District President Middle Franconia and Upper Franconia
- In office 4 April 1933 – 8 May 1934
- Preceded by: Gustav Rohmer [de]
- Succeeded by: Hans Dippold [de]

Additional positions
- 1932–1942: Reichstag Deputy
- 1934–1939: People's Court Judge

Personal details
- Born: 26 September 1873 Hof, Kingdom of Bavaria, German Empire
- Died: 31 January 1942 (aged 68) Munich, Bavaria, Nazi Germany
- Cause of death: Heart attack
- Party: Nazi Party
- Profession: Military officer
- Civilian awards: Blood Order Golden Party Badge

Military service
- Allegiance: German Empire Weimar Republic
- Branch/service: Royal Bavarian Army Freikorps Reichswehr
- Years of service: 1893–1926
- Rank: Oberst
- Unit: 16th Bavarian Infantry Regiment 13th Bavarian Infantry Regiment Freikorps Epp 20th Reichswehr Infantry Regiment
- Commands: 28th Bavarian Infantry Regiment Ingolstadt Fortress [de]
- Battles/wars: World War I Bavarian Soviet Republic
- Military awards: Iron Cross, 1st & 2nd class Military Merit Order 4th class with crown and swords Military Merit Cross, 3rd class

= Hans Georg Hofmann =

German general and politician (1873–1942)

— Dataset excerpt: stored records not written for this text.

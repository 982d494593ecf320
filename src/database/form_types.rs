//! Form types
//!
//! Create values borrow from the validated request, update values own their patches so only
//! the provided columns get written

use chrono::NaiveDate;

use crate::patch::Patch;

/// Offset/limit window over an ordered list
#[derive(Clone, Copy, Debug, PartialEq, Eq)]
pub struct Pagination {
    /// Amount of rows to skip
    pub offset: i64,

    /// Maximum amount of rows to return
    pub limit: i64,
}

/// A single page of rows
#[derive(Debug)]
pub struct Page<T> {
    /// Rows within the requested window
    pub items: Vec<T>,

    /// Total amount of rows matching the filter, regardless of the window
    pub total: i64,
}

/// Filter for itinerary items, both are exact matches when set
#[derive(Clone, Copy, Debug, Default)]
pub struct ItineraryItemFilter {
    /// Only items of this trip
    pub trip_id: Option<i64>,

    /// Only items at this destination
    pub destination_id: Option<i64>,
}

/// Values to create a Trip
pub struct CreateTripValues<'a> {
    /// Name of the trip
    pub name: &'a str,

    /// Description of the trip
    pub description: Option<&'a str>,

    /// First day
    pub start_date: Option<NaiveDate>,

    /// Last day
    pub end_date: Option<NaiveDate>,
}

/// Values to update a Trip
#[derive(Debug, Default)]
pub struct UpdateTripValues {
    pub name: Patch<String>,
    pub description: Patch<String>,
    pub start_date: Patch<NaiveDate>,
    pub end_date: Patch<NaiveDate>,
}

/// Values to create a Destination
pub struct CreateDestinationValues<'a> {
    /// The trip to attach the destination to, must exist
    pub trip_id: i64,

    pub name: &'a str,
    pub country: Option<&'a str>,
    pub arrival_date: Option<NaiveDate>,
    pub departure_date: Option<NaiveDate>,
    pub notes: Option<&'a str>,
}

/// Values to update a Destination
///
/// A destination can not move to another trip
#[derive(Debug, Default)]
pub struct UpdateDestinationValues {
    pub name: Patch<String>,
    pub country: Patch<String>,
    pub arrival_date: Patch<NaiveDate>,
    pub departure_date: Patch<NaiveDate>,
    pub notes: Patch<String>,
}

/// Values to create an ItineraryItem
pub struct CreateItineraryItemValues<'a> {
    /// The trip to attach the item to, must exist
    pub trip_id: i64,

    /// Destination of the same trip, must exist when set
    pub destination_id: Option<i64>,

    pub title: &'a str,
    pub description: Option<&'a str>,
    pub date: Option<NaiveDate>,
    pub start_time: Option<&'a str>,
    pub end_time: Option<&'a str>,
    pub location: Option<&'a str>,
    pub cost: Option<f64>,
}

/// Values to update an ItineraryItem
#[derive(Debug, Default)]
pub struct UpdateItineraryItemValues {
    pub trip_id: Patch<i64>,
    pub destination_id: Patch<i64>,
    pub title: Patch<String>,
    pub description: Patch<String>,
    pub date: Patch<NaiveDate>,
    pub start_time: Patch<String>,
    pub end_time: Patch<String>,
    pub location: Patch<String>,
    pub cost: Patch<f64>,
}

/// Values to create an Accommodation
pub struct CreateAccommodationValues<'a> {
    /// The trip to attach the accommodation to, must exist
    pub trip_id: i64,

    pub name: &'a str,
    pub address: Option<&'a str>,
    pub check_in: Option<NaiveDate>,
    pub check_out: Option<NaiveDate>,
    pub booking_ref: Option<&'a str>,
    pub notes: Option<&'a str>,
}

/// Values to update an Accommodation
#[derive(Debug, Default)]
pub struct UpdateAccommodationValues {
    pub trip_id: Patch<i64>,
    pub name: Patch<String>,
    pub address: Patch<String>,
    pub check_in: Patch<NaiveDate>,
    pub check_out: Patch<NaiveDate>,
    pub booking_ref: Patch<String>,
    pub notes: Patch<String>,
}

/// Values to create a Transport
pub struct CreateTransportValues<'a> {
    /// The trip to attach the transport to, must exist
    pub trip_id: i64,

    /// Kind of transport
    pub transport_type: &'a str,

    pub provider: Option<&'a str>,
    pub departure_location: Option<&'a str>,
    pub arrival_location: Option<&'a str>,
    pub departure_date: Option<NaiveDate>,
    pub arrival_date: Option<NaiveDate>,
    pub booking_ref: Option<&'a str>,
    pub notes: Option<&'a str>,
}

/// Values to update a Transport
#[derive(Debug, Default)]
pub struct UpdateTransportValues {
    pub trip_id: Patch<i64>,
    pub transport_type: Patch<String>,
    pub provider: Patch<String>,
    pub departure_location: Patch<String>,
    pub arrival_location: Patch<String>,
    pub departure_date: Patch<NaiveDate>,
    pub arrival_date: Patch<NaiveDate>,
    pub booking_ref: Patch<String>,
    pub notes: Patch<String>,
}

/// Values to create a Note
pub struct CreateNoteValues<'a> {
    /// The trip to attach the note to, must exist
    pub trip_id: i64,

    /// Title of the note
    pub title: &'a str,

    /// Content of the note
    ///
    /// Can be anything
    pub content: Option<&'a str>,
}

/// Values to update a Note
#[derive(Debug, Default)]
pub struct UpdateNoteValues {
    pub trip_id: Patch<i64>,
    pub title: Patch<String>,
    pub content: Patch<String>,
}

Hans Georg Hofmann (26 September 1873 – 31 January 1942) was a German military officer under the German Empire and the Weimar Republic. He joined the Nazi Party paramilitary organization, the Sturmabteilung (SA), and rose to become an SA-Obergruppenführer in Nazi Germany. He was also a Nazi politician, serving in the Reichstag and as a Regierungspräsident (District President) and State Secretary in the state government of Bavaria. He died during the Second World War and a post-war denazification tribunal posthumously classified him as an "offender".

== Early life and military career ==
Hofmann was born in Hof, the son of a businessman. He attended Catholic Volksschule in Hof and in Steinwiesen, and then a humanistic Gymnasium in Bamberg, receiving his Abitur in 1893. On 1 August of that year, he joined the Royal Bavarian Army as a three-year volunteer with the 16th Infantry Regiment in Passau. From March 1894 to the end of January 1895, Hofmann attended the Bavarian Military Academy in Munich, and was subsequently promoted to Leutnant in March 1895. From October 1900 he was assigned as the adjutant to the district command in Vilshofen an der Donau for three years. He returned to the 16th Infantry Regiment until August 1907, being promoted to Oberleutnant on 6 March 1905. On 20 August 1907, he was transferred to the 13th Infantry Regiment in Ingolstadt, where he was promoted to Hauptmann on 7 March 1910. He then was assigned as a company commander on 25 May 1911.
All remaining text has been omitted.